The previous study by Hawkins et al. [14], showed that using Rider features from the baseline predicts cancer incidence with 76.79% accuracy and AUC of 0.81. However, in our study, we did not use baseline features directly; rather, we calculated delta features between the first follow-up screening interval and baseline screen (i.e., C1T1 - C1T0 for training and C2T1 - C2T0 for testing). Our sample size is slightly smaller than the previous work because we have removed cases from each cohort that do not exist in all screens for the purpose of delta computation. Nevertheless, incorporating delta features demonstrated improvements for risk prediction compared to the Hawkins et al. study. Specifically, using Rider delta features and Rider conventional features yielded an AUC of 0.822 and accuracy of 78.3%. We also noted improvements in model performance for the diagnostic experiment when delta features were included; however, Hawkins paper did not investigate diagnostic models. By using only nodule features to predict future cancer incidence, our findings broadly support the work of other studies which suggest Delta radiomics improves prediction models performance, although previous studies mostly involve a combination of clinical data, pretreatment, intratreatment, and post-treatment features.

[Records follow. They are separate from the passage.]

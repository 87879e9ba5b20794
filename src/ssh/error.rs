// ABOUTME: SSH-specific error types.
// ABOUTME: Covers alias resolution, key loading, dial/handshake, and forwarding failures.

use std::num::ParseIntError;
use std::path::PathBuf;
use thiserror::Error;

/// Boxed error used at the transport seam.
pub type BoxError = Box<dyn std::error::Error + Send + Sync>;

/// Why an identity file could not be turned into a credential.
#[derive(Debug, Clone, Copy, PartialEq, Eq)]
pub enum KeyLoadErrorKind {
    NotFound,
    Unreadable,
    Unparseable,
}

impl std::fmt::Display for KeyLoadErrorKind {
    fn fmt(&self, f: &mut std::fmt::Formatter<'_>) -> std::fmt::Result {
        let s = match self {
            KeyLoadErrorKind::NotFound => "not found",
            KeyLoadErrorKind::Unreadable => "unreadable",
            KeyLoadErrorKind::Unparseable => "unparseable",
        };
        f.write_str(s)
    }
}

#[derive(Debug, Error)]
pub enum Error {
    #[error("alias does not exist: {0}")]
    AliasNotFound(String),

    #[error("invalid ConnectTimeout {value:?} for {alias}: {source}")]
    TimeoutParse {
        alias: String,
        value: String,
        #[source]
        source: ParseIntError,
    },

    #[error("invalid Port {value:?} for {alias}: {source}")]
    InvalidPort {
        alias: String,
        value: String,
        #[source]
        source: ParseIntError,
    },

    #[error("ProxyJump cycle detected: {0}")]
    ProxyJumpCycle(String),

    #[error("failed to load key from {path} ({kind}): {reason}")]
    KeyLoad {
        path: PathBuf,
        kind: KeyLoadErrorKind,
        reason: String,
    },

    #[error("failed to connect to {target}: {source}")]
    Dial {
        target: String,
        #[source]
        source: BoxError,
    },

    #[error("SSH handshake with {target} failed: {source}")]
    Handshake {
        target: String,
        #[source]
        source: BoxError,
    },

    #[error("failed to close connection to {target}: {source}")]
    Close {
        target: String,
        #[source]
        source: BoxError,
    },

    #[error("failed to listen on {addr}: {source}")]
    Listen {
        addr: String,
        #[source]
        source: std::io::Error,
    },

    #[error("invalid address {0:?}: expected host:port")]
    InvalidAddress(String),

    #[error("failed to open channel to {target}: {source}")]
    ChannelOpen {
        target: String,
        #[source]
        source: BoxError,
    },

    #[error("forwarder cannot {action} while {state}")]
    InvalidState {
        action: &'static str,
        state: super::forward::ForwarderState,
    },

    #[error("I/O error: {0}")]
    Io(#[from] std::io::Error),
}

pub type Result<T> = std::result::Result<T, Error>;
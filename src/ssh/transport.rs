// ABOUTME: Secure transport capability traits used by the connection builder and forwarder.
// ABOUTME: Separates raw dialing, the SSH handshake, and per-connection channel operations.

use super::error::BoxError;
use super::host::AddressFamily;
use super::keys::Credential;
use async_trait::async_trait;
use tokio::io::{AsyncRead, AsyncWrite};

/// A raw duplex byte stream: a TCP socket or a channel inside another connection.
pub trait DuplexStream: AsyncRead + AsyncWrite + Unpin + Send + 'static {}

impl<T> DuplexStream for T where T: AsyncRead + AsyncWrite + Unpin + Send + 'static {}

pub type BoxStream = Box<dyn DuplexStream>;

/// Everything the handshake needs to authenticate one hop.
#[derive(Debug, Clone)]
pub struct HandshakeParams {
    pub host: String,
    pub port: u16,
    pub user: String,
    /// Tried in order until the server accepts one.
    pub credentials: Vec<Credential>,
}

/// Opens raw streams and runs the SSH handshake over them.
#[async_trait]
pub trait Transport: Send + Sync {
    /// Connect a raw stream directly over the network.
    async fn dial(
        &self,
        host: &str,
        port: u16,
        family: AddressFamily,
    ) -> Result<BoxStream, BoxError>;

    /// Perform the SSH handshake and authentication over `stream`.
    async fn handshake(
        &self,
        stream: BoxStream,
        params: &HandshakeParams,
    ) -> Result<Box<dyn Connection>, BoxError>;
}

/// An authenticated connection.
///
/// `open_channel` must be safe to call concurrently from many tasks.
#[async_trait]
pub trait Connection: Send + Sync {
    /// Open a logical channel to `host:port` through this connection.
    async fn open_channel(&self, host: &str, port: u16) -> Result<BoxStream, BoxError>;

    /// Close the connection.
    async fn close(&self) -> Result<(), BoxError>;

    /// Resolves once the underlying connection has ended, for any reason.
    async fn closed(&self);
}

There are some limitations and some strengths of this analysis. We conducted our analyses only on a small cohorts of NLST because it is not feasible to segment and extract radiomic features on the entire LDCT-arm of the NLST. Our radiomic pipeline is well established and is efficient for radiomic studies of lung cancer. However, nodule identification and segmentation is still a time bottleneck and requires some radiologist intervention. Approaches for automated segmentation are actively being pursued which will allow us to segment and extract radiomic features on large numbers of LDCT scans. We acknowledge there were fewer lung cancer cases in the training and testing sets. Despite the analyses on a subset of cases and controls, the modest sample size, nodule-size imbalance, we applied rigorous training and testing analyses to identify radiomic features that are predictive of lung cancer.

VIII. CONCLUSION

This paper investigated the impact of combining delta radiomics features with conventional (non-delta) features for diagnostic discrimination and to predict future nodule malignancy. Our experiments confirm that delta features can improve the performance of models derived from machine learning. An important finding that emerged from these experiments is the improvement of models performance specifically among Rider features when delta and conventional (non-delta) features were combined. Using delta features in combination with conventional Rider features, the highest AUC for the risk prediction experiment (experiment 2) was 0.822 versus 0.733 for the model with only conventional Rider features. Additionally, our study did a diagnostic experiment (experiment 1) where improvement was also observed after combining delta features with conventional features. Overall, this study demonstrated the important utility of combining delta features with conventional features to improve performance of models in the lung cancer screening setting. Our future work includes applying deep learning to detect lung cancer using multiple lung screenings [44].